CHICAGO (AP) — With their brightly colored mats spread along a sidewalk, Tameka Lawson’s yoga students try to follow her instructions: concentrate on their breathing and focus on the beauty of their surroundings.

But this is Englewood, one of Chicago’s most dangerous neighborhoods, where streets are dotted with boarded-up houses and overgrown lots, and residents are as familiar with the crackle of gunfire as the chime of an ice cream truck. So while the students stretch their arms to the sky, a man the size of a refrigerator stands guard over the class.

It seems odd, all these slow movements, deep breathing and talk about being centered in a neighborhood ruled by drug-dealing gangs. It’s simply the latest attempt to curb violence in a city where the number of homicides and guns seized leads the nation. The hope is that yoga’s meditative focus will help cooler heads prevail the next time violence or vengeance looms.

The students “live in an environment where everything’s rushed, everything’s pressured. So if you breathe through certain things, you are able to see clearer. You really are,” said Lawson, executive director of a nonprofit group called I Grow Chicago. “Then they can act rather than react.”

The idea has even caught the attention of police. At least one officer has made Lawson’s class part of an anti-violence program for at-risk youths.

With yoga training, “when they get in a tense situation, they can breathe and relax and make the right decision instead of jumping out at someone and hitting them,” officer Daliah Goree said.

Students attest to the calming effect yoga has in an urban landscape of shifting rivalries and constant suspicion.

“I had a lot on my mind, and 10, 15 minutes (of yoga) eased my mind a whole lot,” said Karl Mables, 25, after taking the class for the first time.

Lawson taught yoga at area schools for three years before bringing it to this street earlier in the year. She knew gangs might pose a threat. So before the sessions began, the man standing guard, Andres Brown, approached gang members who live nearby to assure them that the group posed no threat and sought their OK.

As Lawson’s students take their places on the mats, neighbors watch from a nearby porch. She leads the class through a series of moves, asking them to reach as high as they can and bend slowly until they touch the ground. They’re supposed to breathe in as they reach up and exhale on their way down.

The students go through similar moves while sitting, kneeling and lying down and sometimes put their hands together as if in prayer.

“Look at the sky, look at the beauty of nature and breathe in,” she tells them in a soothing voice. When they bow, she adds, they’re “bowing to the beauty of your Englewood community.”

The group does what she says, quietly, though some of the children get antsy and start to make moves that are a lot quicker and seemingly intended to get a laugh.

But when 32-year-old Daisy Flowers warns, “You ain’t getting no candy,” the hands of her 6-year-old niece and those of her young friends are suddenly back together in the prayer position.

Not surprisingly, just a few of her students are men or teenage boys.

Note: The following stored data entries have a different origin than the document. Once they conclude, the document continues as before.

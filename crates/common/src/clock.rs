//! Recording clock.
//!
//! A session's recording clock is anchored when capture begins so that the
//! summary returned on stop can report the wall-clock start and duration.

use std::time::{Duration, Instant};

/// A recording clock that provides monotonic elapsed time relative to
/// a fixed epoch (the moment recording started).
#[derive(Debug, Clone)]
pub struct RecordingClock {
    /// The instant recording started.
    epoch: Instant,

    /// Wall-clock time at epoch (RFC 3339 string).
    epoch_wall: String,
}

impl RecordingClock {
    /// Create a new recording clock anchored to now.
    pub fn start() -> Self {
        Self {
            epoch: Instant::now(),
            epoch_wall: chrono::Utc::now().to_rfc3339(),
        }
    }

    /// Time elapsed since recording start.
    pub fn elapsed(&self) -> Duration {
        self.epoch.elapsed()
    }

    /// Seconds elapsed since recording start.
    pub fn elapsed_secs(&self) -> f64 {
        self.epoch.elapsed().as_secs_f64()
    }

    /// Wall-clock time at recording start.
    pub fn epoch_wall(&self) -> &str {
        &self.epoch_wall
    }
}

#[cfg(test)]
mod tests {
    use super::*;

    #[test]
    fn elapsed_is_monotonic() {
        let clock = RecordingClock::start();
        let first = clock.elapsed();
        let second = clock.elapsed();
        assert!(second >= first);
        assert!(clock.elapsed_secs() < 1.0);
    }

    #[test]
    fn epoch_wall_is_rfc3339() {
        let clock = RecordingClock::start();
        assert!(chrono::DateTime::parse_from_rfc3339(clock.epoch_wall()).is_ok());
    }
}
//! Logging and tracing initialization.

use std::fs::OpenOptions;
use std::sync::Mutex;

use crate::config::LoggingConfig;

/// Initialize the tracing subscriber with the given configuration.
///
/// `RUST_LOG` takes precedence over `config.level`. When `config.file` is set
/// and can be opened, events are appended there instead of stderr.
pub fn init_logging(config: &LoggingConfig) {
    use tracing_subscriber::{fmt, EnvFilter};

    let env_filter =
        EnvFilter::try_from_default_env().unwrap_or_else(|_| EnvFilter::new(&config.level));

    let log_file = config.file.as_ref().and_then(|path| {
        match OpenOptions::new().create(true).append(true).open(path) {
            Ok(file) => Some(file),
            Err(e) => {
                eprintln!("obscap: cannot open log file {}: {e}", path.display());
                None
            }
        }
    });

    match (config.json, log_file) {
        (true, Some(file)) => {
            let subscriber = fmt::Subscriber::builder()
                .with_env_filter(env_filter)
                .with_writer(Mutex::new(file))
                .json()
                .finish();
            tracing::subscriber::set_global_default(subscriber).ok();
        }
        (true, None) => {
            let subscriber = fmt::Subscriber::builder()
                .with_env_filter(env_filter)
                .with_writer(std::io::stderr)
                .json()
                .finish();
            tracing::subscriber::set_global_default(subscriber).ok();
        }
        (false, Some(file)) => {
            let subscriber = fmt::Subscriber::builder()
                .with_env_filter(env_filter)
                .with_writer(Mutex::new(file))
                .with_ansi(false)
                .with_target(true)
                .finish();
            tracing::subscriber::set_global_default(subscriber).ok();
        }
        (false, None) => {
            let subscriber = fmt::Subscriber::builder()
                .with_env_filter(env_filter)
                .with_writer(std::io::stderr)
                .with_target(true)
                .with_thread_ids(false)
                .with_file(false)
                .with_line_number(false)
                .finish();
            tracing::subscriber::set_global_default(subscriber).ok();
        }
    }
}
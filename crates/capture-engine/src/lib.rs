//! obscap Capture Engine
//!
//! Sequences calls into an external screen-capture engine. The engine does
//! the capture, encoding and muxing; this crate owns the session lifecycle
//! around it and rejects calls made in the wrong state.
//!
//! # Architecture
//!
//! ```text
//! ┌───────────────────────────────────────────────┐
//! │                SessionManager                 │
//! │  state machine · transition lock · handle     │
//! └───────────────────────┬───────────────────────┘
//!                         │ CaptureEngine
//!          ┌──────────────┴──────────────┐
//!          ▼                             ▼
//!   ┌──────────────┐              ┌──────────────┐
//!   │ FfmpegEngine │              │  StubEngine  │
//!   │ (ffmpeg CLI) │              │ (in-memory)  │
//!   └──────────────┘              └──────────────┘
//! ```

pub mod backend;
pub mod config;
pub mod engine;
pub mod session;

pub use backend::{get_backend, EngineKind, FfmpegEngine, StubEngine};
pub use config::{RecordingConfig, RecordingRequest};
pub use engine::{CaptureEngine, EngineHandle, HandleId, PermissionProbe};
pub use session::*;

“Guys think it’s for women (and) they say, ‘I’m not doing that,'” said Brown, an I Grow Chicago employee and yoga practitioner who stood in the street to remind passersby that the teacher and her class were not alone — a message made clear by his 6-foot-5, 250-pound frame and black T-shirt that read “Real Men Do Yoga” on the back.

Everyone here understands that getting young men and teenage boys involved is key if there is any chance of using yoga to reduce violence. But Lawson and others have hope.

“This can help because some people riding past, slowing their cars down, maybe next time, you will have people park their cars and get out and want to do yoga,” Mables said.

Lawson thinks perhaps it already has.

Not long ago, she said, after a shooting a block away, a young man who has been taking yoga did what young men around here instinctively do: He ran to the scene.

But he soon returned to the building that houses I Grow Chicago and grabbed a hot dog from the snacks that are offered.

“He didn’t respond” to the violence, Lawson said. “He was able to think and process the situation and come back. That’s all we ask.”